### Work required
Among the records, which lines include "false"? List them.

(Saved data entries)
* * * * * * *

//! Candidate providers: named queries over live repository state.
//!
//! Each provider runs one or more git queries and returns zero or more
//! non-empty [`CandidateGroup`]s. Nothing is cached; every invocation reads
//! fresh process output.

use crate::core::{
    candidate::{
        classify_branch_line, classify_remote_branch_line, Candidate, CandidateGroup,
        CandidateKind, PathContext,
    },
    error::Result,
    git::Git,
};

/// Default number of commit-log entries offered for selection
const LOG_LIMIT: &str = "--max-count=100";

/// Partition one `status --porcelain` line into its single candidate kind.
///
/// Priority order keeps every changed path in exactly one bucket: untracked,
/// conflicted, staged deletion, staged, deleted, modified.
pub(crate) fn classify_status_line(line: &str) -> Option<(CandidateKind, &str)> {
    let bytes = line.as_bytes();
    if bytes.len() < 4 {
        return None;
    }
    let index = bytes[0] as char;
    let worktree = bytes[1] as char;
    let path = &line[3..];

    let kind = if index == '?' {
        CandidateKind::Untracked
    } else if index == 'U' {
        CandidateKind::Unmerged
    } else if index == 'D' {
        CandidateKind::StagedDeleted
    } else if matches!(index, 'M' | 'A' | 'R') {
        CandidateKind::Staged
    } else if worktree == 'D' {
        CandidateKind::Deleted
    } else if worktree == 'M' {
        CandidateKind::Modified
    } else {
        return None;
    };

    Some((kind, path))
}

fn status_candidates(git: &Git, paths: &PathContext) -> Result<Vec<Candidate>> {
    let listing = git.query(&["status", "--porcelain"])?;
    Ok(listing
        .lines()
        .filter_map(classify_status_line)
        .map(|(kind, path)| paths.classify_file(path, kind))
        .collect())
}

/// Group the changed files of one status pass by the requested kinds, in the
/// requested order. Empty groups are omitted.
pub fn file_groups(
    git: &Git,
    paths: &PathContext,
    kinds: &[CandidateKind],
) -> Result<Vec<CandidateGroup>> {
    let candidates = status_candidates(git, paths)?;
    let groups = kinds
        .iter()
        .filter_map(|kind| {
            let items: Vec<Candidate> = candidates
                .iter()
                .filter(|candidate| candidate.kind == *kind)
                .cloned()
                .collect();
            if items.is_empty() {
                None
            } else {
                Some(CandidateGroup::new(kind.group_label(), items))
            }
        })
        .collect();
    Ok(groups)
}

/// Local branches, newest first, classified by their marker character
pub fn local_branch_group(git: &Git) -> Result<Vec<CandidateGroup>> {
    let listing = git.query(&["branch", "--sort=-creatordate"])?;
    let items: Vec<Candidate> = listing
        .lines()
        .filter(|line| !line.trim().is_empty())
        .map(classify_branch_line)
        .collect();

    if items.is_empty() {
        return Ok(Vec::new());
    }
    Ok(vec![CandidateGroup::new(
        CandidateKind::LocalBranch.group_label(),
        items,
    )])
}

/// Remote-tracking branches, newest first, without the symbolic `HEAD ->`
/// alias line
pub fn remote_branch_group(git: &Git) -> Result<Vec<CandidateGroup>> {
    let listing = git.query(&["branch", "--remotes", "--sort=-creatordate"])?;
    let items: Vec<Candidate> = listing
        .lines()
        .filter(|line| !line.trim().is_empty() && !line.contains("HEAD ->"))
        .map(classify_remote_branch_line)
        .collect();

    if items.is_empty() {
        return Ok(Vec::new());
    }
    Ok(vec![CandidateGroup::new(
        CandidateKind::RemoteBranch.group_label(),
        items,
    )])
}

/// Local plus remote branches, locals first
pub fn branch_groups(git: &Git) -> Result<Vec<CandidateGroup>> {
    let mut groups = local_branch_group(git)?;
    groups.extend(remote_branch_group(git)?);
    Ok(groups)
}

/// Every tracked file, the candidate pool for removal
pub fn tracked_file_group(git: &Git, paths: &PathContext) -> Result<Vec<CandidateGroup>> {
    let listing = git.query(&["ls-files", "--full-name"])?;
    let items: Vec<Candidate> = listing
        .lines()
        .filter(|line| !line.trim().is_empty())
        .map(|line| paths.classify_file(line, CandidateKind::Tracked))
        .collect();

    if items.is_empty() {
        return Ok(Vec::new());
    }
    Ok(vec![CandidateGroup::new(
        CandidateKind::Tracked.group_label(),
        items,
    )])
}

/// The commit log of a ref (HEAD when absent), one pre-colored line per
/// commit, limited to the most recent entries
pub fn commit_log_group(git: &Git, reference: Option<&str>) -> Result<Vec<CandidateGroup>> {
    let mut args = vec!["log", "--oneline", "--color=always", LOG_LIMIT];
    if let Some(reference) = reference {
        args.push(reference);
    }

    let listing = git.query(&args)?;
    let items: Vec<Candidate> = listing
        .lines()
        .filter(|line| !line.trim().is_empty())
        .map(|line| Candidate::new(line, CandidateKind::Commit))
        .collect();

    if items.is_empty() {
        return Ok(Vec::new());
    }
    Ok(vec![CandidateGroup::new(
        CandidateKind::Commit.group_label(),
        items,
    )])
}
//! Interactive diff across staged, modified and conflicted files.
//!
//! One invocation of git diff can show either the index or the worktree, not
//! both, so a multi-selection spanning more than one kind is a usage error. A
//! purely staged selection gets `--cached` injected ahead of the file
//! arguments.

use crate::commands::passthrough;
use crate::core::{
    candidate::{Candidate, CandidateKind, PathContext},
    error::{GitSelectorError, Result},
    git::{Git, Outcome},
    invocation::Invocation,
    providers,
    select::{choose, SelectMode},
};

pub fn execute_diff(git: &Git, invocation: &Invocation) -> Result<Outcome> {
    git.ensure_repository()?;

    if !invocation.args.is_empty() {
        return passthrough(git, invocation);
    }

    let paths = PathContext::discover(git)?;
    let groups = providers::file_groups(
        git,
        &paths,
        &[
            CandidateKind::Staged,
            CandidateKind::Modified,
            CandidateKind::Unmerged,
        ],
    )?;

    let selection = choose("Diff", groups, SelectMode::Multi, false)?;
    if selection.is_empty() {
        return Ok(Outcome::Skipped);
    }

    git.run(&diff_arguments(invocation, &selection)?)
        .map(Outcome::Ran)
}

/// Build the final diff argument list, rejecting mixed-kind selections
pub(crate) fn diff_arguments(
    invocation: &Invocation,
    selection: &[Candidate],
) -> Result<Vec<String>> {
    let kind = selection[0].kind;
    if selection.iter().any(|candidate| candidate.kind != kind) {
        return Err(GitSelectorError::MixedDiffSelection);
    }

    let mut extra = Vec::with_capacity(selection.len() + 1);
    if kind == CandidateKind::Staged {
        extra.push("--cached".to_string());
    }
    extra.extend(selection.iter().map(|candidate| candidate.text.clone()));

    Ok(invocation.with_selection(extra))
}
//! Interactive unstaging of staged changes and staged deletions.
//!
//! Any residual argument passes through, same as every other handler's
//! fallback.

use crate::commands::passthrough;
use crate::core::{
    candidate::{CandidateKind, PathContext},
    error::Result,
    git::{Git, Outcome},
    invocation::Invocation,
    providers,
    select::{choose, SelectMode},
};

pub fn execute_reset(git: &Git, invocation: &Invocation) -> Result<Outcome> {
    git.ensure_repository()?;

    if !invocation.args.is_empty() {
        return passthrough(git, invocation);
    }

    let paths = PathContext::discover(git)?;
    let groups = providers::file_groups(
        git,
        &paths,
        &[CandidateKind::Staged, CandidateKind::StagedDeleted],
    )?;

    let selection = choose("Reset", groups, SelectMode::Multi, false)?;
    if selection.is_empty() {
        return Ok(Outcome::Skipped);
    }

    let files = selection.into_iter().map(|candidate| candidate.text);
    git.run(&invocation.with_selection(files)).map(Outcome::Ran)
}
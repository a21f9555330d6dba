//! Interactive removal: deleted files plus the full tracked-file pool.

use crate::core::{
    candidate::{CandidateKind, PathContext},
    error::Result,
    git::{Git, Outcome},
    invocation::Invocation,
    providers,
    select::{choose, SelectMode},
};

pub fn execute_rm(git: &Git, invocation: &Invocation) -> Result<Outcome> {
    git.ensure_repository()?;

    let paths = PathContext::discover(git)?;
    let mut groups = providers::file_groups(git, &paths, &[CandidateKind::Deleted])?;
    groups.extend(providers::tracked_file_group(git, &paths)?);

    let selection = choose("Remove", groups, SelectMode::Multi, false)?;
    if selection.is_empty() {
        return Ok(Outcome::Skipped);
    }

    let files = selection.into_iter().map(|candidate| candidate.text);
    git.run(&invocation.with_selection(files)).map(Outcome::Ran)
}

* * * * * * *

### Problem solution
    let selection = choose("Diff", groups, SelectMode::Multi, false)?;
    let selection = choose("Reset", groups, SelectMode::Multi, false)?;
    let selection = choose("Remove", groups, SelectMode::Multi, false)?;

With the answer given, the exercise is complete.